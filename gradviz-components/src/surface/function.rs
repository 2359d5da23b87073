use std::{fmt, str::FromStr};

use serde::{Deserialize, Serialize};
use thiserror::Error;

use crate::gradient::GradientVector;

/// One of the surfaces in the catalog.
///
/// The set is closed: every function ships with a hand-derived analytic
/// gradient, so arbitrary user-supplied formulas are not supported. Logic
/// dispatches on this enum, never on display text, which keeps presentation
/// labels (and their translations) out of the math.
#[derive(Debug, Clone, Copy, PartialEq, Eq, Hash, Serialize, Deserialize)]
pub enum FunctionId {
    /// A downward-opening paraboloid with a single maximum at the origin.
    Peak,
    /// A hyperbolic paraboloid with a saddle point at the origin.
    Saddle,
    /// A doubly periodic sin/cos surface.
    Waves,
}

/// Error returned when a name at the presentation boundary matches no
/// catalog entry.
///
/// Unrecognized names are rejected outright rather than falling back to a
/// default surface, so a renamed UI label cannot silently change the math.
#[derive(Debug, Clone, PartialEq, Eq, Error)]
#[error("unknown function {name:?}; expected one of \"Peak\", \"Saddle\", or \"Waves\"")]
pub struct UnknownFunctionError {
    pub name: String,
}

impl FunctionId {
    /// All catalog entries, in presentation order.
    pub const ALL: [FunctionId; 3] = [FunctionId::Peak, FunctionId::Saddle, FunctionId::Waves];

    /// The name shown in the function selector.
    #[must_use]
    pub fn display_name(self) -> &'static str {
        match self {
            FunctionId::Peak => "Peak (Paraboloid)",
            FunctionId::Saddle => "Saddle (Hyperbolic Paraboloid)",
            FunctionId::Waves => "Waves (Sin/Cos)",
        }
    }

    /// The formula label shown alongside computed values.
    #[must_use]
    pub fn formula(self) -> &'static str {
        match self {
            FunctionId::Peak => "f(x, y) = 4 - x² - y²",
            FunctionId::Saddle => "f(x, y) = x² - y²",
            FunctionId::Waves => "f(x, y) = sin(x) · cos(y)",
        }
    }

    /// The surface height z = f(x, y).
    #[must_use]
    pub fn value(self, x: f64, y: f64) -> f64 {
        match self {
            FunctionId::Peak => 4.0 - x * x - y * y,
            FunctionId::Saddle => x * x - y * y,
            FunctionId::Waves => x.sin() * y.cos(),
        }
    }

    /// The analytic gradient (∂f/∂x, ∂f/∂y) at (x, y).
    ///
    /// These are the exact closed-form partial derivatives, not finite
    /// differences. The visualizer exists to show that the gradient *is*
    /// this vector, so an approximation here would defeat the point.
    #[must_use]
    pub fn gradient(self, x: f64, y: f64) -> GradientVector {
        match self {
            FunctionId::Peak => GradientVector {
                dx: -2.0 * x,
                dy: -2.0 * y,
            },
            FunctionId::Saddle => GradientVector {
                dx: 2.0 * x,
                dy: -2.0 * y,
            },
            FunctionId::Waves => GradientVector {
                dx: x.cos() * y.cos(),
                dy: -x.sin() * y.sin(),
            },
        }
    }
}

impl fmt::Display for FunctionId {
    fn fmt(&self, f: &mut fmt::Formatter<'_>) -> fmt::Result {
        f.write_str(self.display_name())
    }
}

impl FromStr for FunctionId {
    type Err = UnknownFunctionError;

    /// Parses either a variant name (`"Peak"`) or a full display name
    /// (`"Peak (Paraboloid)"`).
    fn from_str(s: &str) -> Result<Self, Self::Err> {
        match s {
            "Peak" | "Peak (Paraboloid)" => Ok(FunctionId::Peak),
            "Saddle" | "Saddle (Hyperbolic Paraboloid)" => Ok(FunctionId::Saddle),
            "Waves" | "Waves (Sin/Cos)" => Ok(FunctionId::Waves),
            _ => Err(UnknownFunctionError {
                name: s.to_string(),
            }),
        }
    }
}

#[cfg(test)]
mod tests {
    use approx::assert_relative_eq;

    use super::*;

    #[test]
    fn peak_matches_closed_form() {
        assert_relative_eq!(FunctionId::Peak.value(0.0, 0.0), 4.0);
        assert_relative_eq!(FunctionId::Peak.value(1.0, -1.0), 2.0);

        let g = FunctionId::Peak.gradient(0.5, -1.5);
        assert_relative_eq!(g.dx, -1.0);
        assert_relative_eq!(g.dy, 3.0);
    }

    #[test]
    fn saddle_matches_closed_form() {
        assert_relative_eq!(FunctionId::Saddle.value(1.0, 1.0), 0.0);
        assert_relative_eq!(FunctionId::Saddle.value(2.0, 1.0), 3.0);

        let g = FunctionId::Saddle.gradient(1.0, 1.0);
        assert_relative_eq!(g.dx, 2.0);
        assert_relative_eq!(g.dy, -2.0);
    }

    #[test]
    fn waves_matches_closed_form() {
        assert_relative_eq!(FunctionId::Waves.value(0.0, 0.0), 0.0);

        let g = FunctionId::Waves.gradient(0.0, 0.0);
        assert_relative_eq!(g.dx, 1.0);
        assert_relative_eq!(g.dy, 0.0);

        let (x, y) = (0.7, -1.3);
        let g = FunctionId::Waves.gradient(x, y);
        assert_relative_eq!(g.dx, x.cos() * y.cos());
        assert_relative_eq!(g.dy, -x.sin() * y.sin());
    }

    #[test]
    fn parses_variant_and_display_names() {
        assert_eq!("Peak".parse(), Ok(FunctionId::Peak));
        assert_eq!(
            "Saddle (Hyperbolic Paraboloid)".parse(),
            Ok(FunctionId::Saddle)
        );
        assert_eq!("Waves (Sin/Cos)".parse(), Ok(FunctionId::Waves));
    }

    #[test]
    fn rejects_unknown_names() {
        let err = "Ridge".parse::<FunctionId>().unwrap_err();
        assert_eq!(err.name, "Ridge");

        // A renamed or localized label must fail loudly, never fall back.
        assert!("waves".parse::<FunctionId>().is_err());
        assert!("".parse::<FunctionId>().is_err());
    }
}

■ WORK REQUEST:
Output the data above in full and exactly.

■ PROBLEM SOLUTION:
filename gradviz-components/src/surface/function.rs
repository 2359d5da23b87073
use std::{fmt, str::FromStr};

use serde::{Deserialize, Serialize};
use thiserror::Error;

use crate::gradient::GradientVector;

/// One of the surfaces in the catalog.
///
/// The set is closed: every function ships with a hand-derived analytic
/// gradient, so arbitrary user-supplied formulas are not supported. Logic
/// dispatches on this enum, never on display text, which keeps presentation
/// labels (and their translations) out of the math.
#[derive(Debug, Clone, Copy, PartialEq, Eq, Hash, Serialize, Deserialize)]
pub enum FunctionId {
    /// A downward-opening paraboloid with a single maximum at the origin.
    Peak,
    /// A hyperbolic paraboloid with a saddle point at the origin.
    Saddle,
    /// A doubly periodic sin/cos surface.
    Waves,
}

/// Error returned when a name at the presentation boundary matches no
/// catalog entry.
///
/// Unrecognized names are rejected outright rather than falling back to a
/// default surface, so a renamed UI label cannot silently change the math.
#[derive(Debug, Clone, PartialEq, Eq, Error)]
#[error("unknown function {name:?}; expected one of \"Peak\", \"Saddle\", or \"Waves\"")]
pub struct UnknownFunctionError {
    pub name: String,
}

impl FunctionId {
    /// All catalog entries, in presentation order.
    pub const ALL: [FunctionId; 3] = [FunctionId::Peak, FunctionId::Saddle, FunctionId::Waves];

    /// The name shown in the function selector.
    #[must_use]
    pub fn display_name(self) -> &'static str {
        match self {
            FunctionId::Peak => "Peak (Paraboloid)",
            FunctionId::Saddle => "Saddle (Hyperbolic Paraboloid)",
            FunctionId::Waves => "Waves (Sin/Cos)",
        }
    }

    /// The formula label shown alongside computed values.
    #[must_use]
    pub fn formula(self) -> &'static str {
        match self {
            FunctionId::Peak => "f(x, y) = 4 - x² - y²",
            FunctionId::Saddle => "f(x, y) = x² - y²",
            FunctionId::Waves => "f(x, y) = sin(x) · cos(y)",
        }
    }

    /// The surface height z = f(x, y).
    #[must_use]
    pub fn value(self, x: f64, y: f64) -> f64 {
        match self {
            FunctionId::Peak => 4.0 - x * x - y * y,
            FunctionId::Saddle => x * x - y * y,
            FunctionId::Waves => x.sin() * y.cos(),
        }
    }

    /// The analytic gradient (∂f/∂x, ∂f/∂y) at (x, y).
    ///
    /// These are the exact closed-form partial derivatives, not finite
    /// differences. The visualizer exists to show that the gradient *is*
    /// this vector, so an approximation here would defeat the point.
    #[must_use]
    pub fn gradient(self, x: f64, y: f64) -> GradientVector {
        match self {
            FunctionId::Peak => GradientVector {
                dx: -2.0 * x,
                dy: -2.0 * y,
            },
            FunctionId::Saddle => GradientVector {
                dx: 2.0 * x,
                dy: -2.0 * y,
            },
            FunctionId::Waves => GradientVector {
                dx: x.cos() * y.cos(),
                dy: -x.sin() * y.sin(),
            },
        }
    }
}

impl fmt::Display for FunctionId {
    fn fmt(&self, f: &mut fmt::Formatter<'_>) -> fmt::Result {
        f.write_str(self.display_name())
    }
}

impl FromStr for FunctionId {
    type Err = UnknownFunctionError;

    /// Parses either a variant name (`"Peak"`) or a full display name
    /// (`"Peak (Paraboloid)"`).
    fn from_str(s: &str) -> Result<Self, Self::Err> {
        match s {
            "Peak" | "Peak (Paraboloid)" => Ok(FunctionId::Peak),
            "Saddle" | "Saddle (Hyperbolic Paraboloid)" => Ok(FunctionId::Saddle),
            "Waves" | "Waves (Sin/Cos)" => Ok(FunctionId::Waves),
            _ => Err(UnknownFunctionError {
                name: s.to_string(),
            }),
        }
    }
}

#[cfg(test)]
mod tests {
    use approx::assert_relative_eq;

    use super::*;

    #[test]
    fn peak_matches_closed_form() {
        assert_relative_eq!(FunctionId::Peak.value(0.0, 0.0), 4.0);
        assert_relative_eq!(FunctionId::Peak.value(1.0, -1.0), 2.0);

        let g = FunctionId::Peak.gradient(0.5, -1.5);
        assert_relative_eq!(g.dx, -1.0);
        assert_relative_eq!(g.dy, 3.0);
    }

    #[test]
    fn saddle_matches_closed_form() {
        assert_relative_eq!(FunctionId::Saddle.value(1.0, 1.0), 0.0);
        assert_relative_eq!(FunctionId::Saddle.value(2.0, 1.0), 3.0);

        let g = FunctionId::Saddle.gradient(1.0, 1.0);
        assert_relative_eq!(g.dx, 2.0);
        assert_relative_eq!(g.dy, -2.0);
    }

    #[test]
    fn waves_matches_closed_form() {
        assert_relative_eq!(FunctionId::Waves.value(0.0, 0.0), 0.0);

        let g = FunctionId::Waves.gradient(0.0, 0.0);
        assert_relative_eq!(g.dx, 1.0);
        assert_relative_eq!(g.dy, 0.0);

        let (x, y) = (0.7, -1.3);
        let g = FunctionId::Waves.gradient(x, y);
        assert_relative_eq!(g.dx, x.cos() * y.cos());
        assert_relative_eq!(g.dy, -x.sin() * y.sin());
    }

    #[test]
    fn parses_variant_and_display_names() {
        assert_eq!("Peak".parse(), Ok(FunctionId::Peak));
        assert_eq!(
            "Saddle (Hyperbolic Paraboloid)".parse(),
            Ok(FunctionId::Saddle)
        );
        assert_eq!("Waves (Sin/Cos)".parse(), Ok(FunctionId::Waves));
    }

    #[test]
    fn rejects_unknown_names() {
        let err = "Ridge".parse::<FunctionId>().unwrap_err();
        assert_eq!(err.name, "Ridge");

        // A renamed or localized label must fail loudly, never fall back.
        assert!("waves".parse::<FunctionId>().is_err());
        assert!("".parse::<FunctionId>().is_err());
    }
}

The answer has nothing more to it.